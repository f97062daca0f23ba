use std::fmt;

/// Outcome of a single [`send`](crate::sink::IngestSink::send) call.
///
/// Exactly one value is produced per call; outcomes are never combined.
#[derive(Debug, Clone, Copy, PartialEq, Eq, Hash)]
pub enum Status {
    /// The endpoint answered `200` or `204`.
    Success,
    /// The endpoint answered with any other status code.
    Failed,
    /// The request never produced a response (connect, timeout, TLS, I/O),
    /// or the manager was already stopped.
    Exception,
    /// The document was blank; no request was issued.
    EmptyMessage,
}

impl Status {
    pub fn as_str(&self) -> &'static str {
        match self {
            Status::Success => "SUCCESS",
            Status::Failed => "FAILED",
            Status::Exception => "EXCEPTION",
            Status::EmptyMessage => "EMPTY_MESSAGE",
        }
    }

    pub fn is_success(&self) -> bool {
        matches!(self, Status::Success)
    }
}

impl fmt::Display for Status {
    fn fmt(&self, f: &mut fmt::Formatter<'_>) -> fmt::Result {
        f.write_str(self.as_str())
    }
}

#[cfg(test)]
mod tests {
    use super::Status;

    #[test]
    fn displays_wire_names() {
        assert_eq!(Status::Success.to_string(), "SUCCESS");
        assert_eq!(Status::EmptyMessage.to_string(), "EMPTY_MESSAGE");
        assert!(!Status::Failed.is_success());
    }
}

※ ※ ※

> **Exercise aim**
Copy each line above where the string "endpoint" occurs.

> **Response below**
    /// The endpoint answered `200` or `204`.
    /// The endpoint answered with any other status code.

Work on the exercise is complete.